Hayatı

Yaşamına ait fazla bir bilgi bulunmamaktadır. Bazı mûsikîşinaslara göre, Şemseddîn Nahifî ile Hızır bin Abdullah'ın aynı kişidir. Fakat bu iddia ispatlanamamıştır.  

Hızır bin Abdullah, adını 1430’lu yıllarda duyurmuştur. Bu sırada Sultan II. Murad’ın (1421-1444, 1446-1451) Edirne Sarayı’ndaki müzisyenlerinden biridir. Kapsamlı bir mûsikî nazariyatı kitabı olan Türkçe Kitabü’l-Edvâr adlı eserini bu hükümdarın teşviki ile 1441 yılında kaleme almıştır. Eserin Hızır bin Abdullah’a ait olduğunu, medhiye kısmından sonraki bölümden öğrenmekteyiz. Sultan II. Murad’ın mûsikîye karşı ilgi ve sevgisi Hızır bin Abdullah’ın mûsikî eserinin takdimine vesile olmuştur.
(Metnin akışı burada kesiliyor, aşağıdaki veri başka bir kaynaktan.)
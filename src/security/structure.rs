//! Bounded, non-recursive JSON traversal.
//!
//! Depth is counted the same way throughout the crate: a scalar is depth 0,
//! and each enclosing object or array adds one. Both walkers use an explicit
//! stack, so adversarial nesting cannot exhaust the call stack.

use serde_json::Value;

/// Depth of a JSON value, or `None` as soon as any branch exceeds `cap`.
///
/// Stops at the first over-deep container; the rest of the document is
/// never visited.
pub fn json_depth(value: &Value, cap: usize) -> Option<usize> {
    let mut max_depth = 0;
    let mut stack: Vec<(&Value, usize)> = vec![(value, 0)];

    while let Some((node, depth)) = stack.pop() {
        if !(node.is_object() || node.is_array()) {
            continue;
        }

        let depth = depth + 1;
        if depth > cap {
            return None;
        }
        max_depth = max_depth.max(depth);

        match node {
            Value::Object(map) => stack.extend(map.values().map(|child| (child, depth))),
            Value::Array(items) => stack.extend(items.iter().map(|child| (child, depth))),
            _ => {},
        }
    }

    Some(max_depth)
}

/// A string found inside a JSON document.
#[derive(Debug, Clone, PartialEq, Eq)]
pub struct StringLeaf<'a> {
    /// Dotted path from the root, `[i]` for array positions
    pub path: String,
    /// The string itself
    pub value: &'a str,
    /// Whether this string is an object key rather than a value
    pub is_key: bool,
}

/// Collect every string value and object key, in document order.
pub fn string_leaves(value: &Value) -> Vec<StringLeaf<'_>> {
    let mut leaves = Vec::new();
    let mut stack: Vec<(&Value, String)> = vec![(value, String::from("$"))];

    while let Some((node, path)) = stack.pop() {
        match node {
            Value::String(s) => leaves.push(StringLeaf {
                path,
                value: s.as_str(),
                is_key: false,
            }),
            Value::Object(map) => {
                // Reverse push keeps document order on pop.
                for (key, child) in map.iter().rev() {
                    stack.push((child, format!("{path}.{key}")));
                }
                for key in map.keys() {
                    leaves.push(StringLeaf {
                        path: format!("{path}.{key}"),
                        value: key.as_str(),
                        is_key: true,
                    });
                }
            },
            Value::Array(items) => {
                for (i, child) in items.iter().enumerate().rev() {
                    stack.push((child, format!("{path}[{i}]")));
                }
            },
            _ => {},
        }
    }

    leaves
}

/// Whether a string looks like a JSON object or array.
pub fn looks_like_json(value: &str) -> bool {
    let trimmed = value.trim();
    (trimmed.starts_with('{') && trimmed.ends_with('}'))
        || (trimmed.starts_with('[') && trimmed.ends_with(']'))
}

/// Whether a serde_json error came from its own nesting guard.
pub fn is_recursion_error(err: &serde_json::Error) -> bool {
    err.to_string().contains("recursion limit")
}

#[cfg(test)]
mod tests {
    use super::*;
    use serde_json::json;

    fn nested(levels: usize) -> Value {
        let mut value = json!("leaf");
        for _ in 0..levels {
            value = json!({ "n": value });
        }
        value
    }

    #[test]
    fn test_depth_counts_containers() {
        assert_eq!(json_depth(&json!(1), 10), Some(0));
        assert_eq!(json_depth(&json!({}), 10), Some(1));
        assert_eq!(json_depth(&json!({"a": [1, {"b": 2}]}), 10), Some(3));
    }

    #[test]
    fn test_depth_cap() {
        assert_eq!(json_depth(&nested(10), 10), Some(10));
        assert_eq!(json_depth(&nested(11), 10), None);
    }

    #[test]
    fn test_depth_survives_extreme_nesting() {
        // Build without serde_json's parser so its recursion limit is not involved.
        let mut value = Value::Null;
        for _ in 0..50_000 {
            value = Value::Array(vec![value]);
        }
        assert_eq!(json_depth(&value, 32), None);
        std::mem::forget(value);
    }

    #[test]
    fn test_string_leaves_paths() {
        let doc = json!({"user": {"name": "alice", "tags": ["a", "b"]}, "n": 3});
        let leaves = string_leaves(&doc);

        let values: Vec<_> = leaves.iter().filter(|l| !l.is_key).map(|l| l.value).collect();
        assert_eq!(values.len(), 3);
        assert!(values.contains(&"alice"));

        let tag_path = leaves.iter().find(|l| l.value == "b").unwrap();
        assert_eq!(tag_path.path, "$.user.tags[1]");

        assert!(leaves.iter().any(|l| l.is_key && l.value == "user"));
    }

    #[test]
    fn test_looks_like_json() {
        assert!(looks_like_json(" {\"a\": 1} "));
        assert!(looks_like_json("[1,2]"));
        assert!(!looks_like_json("{unterminated"));
        assert!(!looks_like_json("plain text"));
    }

    #[test]
    fn test_parser_recursion_error_detected() {
        let deep = format!("{}{}", "[".repeat(200), "]".repeat(200));
        let err = serde_json::from_str::<Value>(&deep).unwrap_err();
        assert!(is_recursion_error(&err));
    }
}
Hızır bin Abdullah evrendeki uyumlu düzen ile mûsikî arasında bir bağlantı kurmaktadır. Bu düşüncesini, X. yüzyılda Basra’da ortaya çıkmış olan İhvân-ı Safâ’ya kadar dayandırır. Kırk sekiz fasıldan meydana gelen Kitâbü’l-Edvâr’ın ilk yirmi yedi faslında astronomi, yıldızlar ve burçların mûsikî ve insanlar üzerindeki etkisinden bahsedilir.  Daha sonraki fasıllarda mûsikî tarifi, sazlar, ikâ ilmi, mûsikî formları, mûsikî ile tedavi konuları yer almaktadır.

Kitabü’l-Edvâr’ın Topkapı Sarayı Müzesi Kütüphanesi ve Mevlânâ Müzesi Yazma Eserler Kütüphanesi’nde bulunan iki nüshası M. Sadreddin Özçimi tarafından incelenmiş ve yüksek lisans tezi olarak edisyon kritiği hazırlanmıştır. Daha sonra tespit edilen Berlin ve Paris nüshaları diğer iki nüsha ile karşılaştırılmış ve Binnaz Başar Çelik tarafından doktora tezi olarak tekrar edisyon kritiği hazırlanmıştır.

Öne Çıkan Eserleri

  • Kitâbü’l-Edvâr: M. Sadreddin Özçimi, “Hızır Bin Abdullah ve Kitâbü’l Edvâr”, Basılmamış Yüksek Lisans Tezi, M.Ü.S.B.E., İstanbul 1989; Binnaz Başar Çelik, “Hızır Bin Abdullah’ın Kitâbü’l Edvâr’ı ve Makamların İncelenmesi”, Basılmamış Doktora Tezi, M.Ü.S.B.E., İstanbul 2001.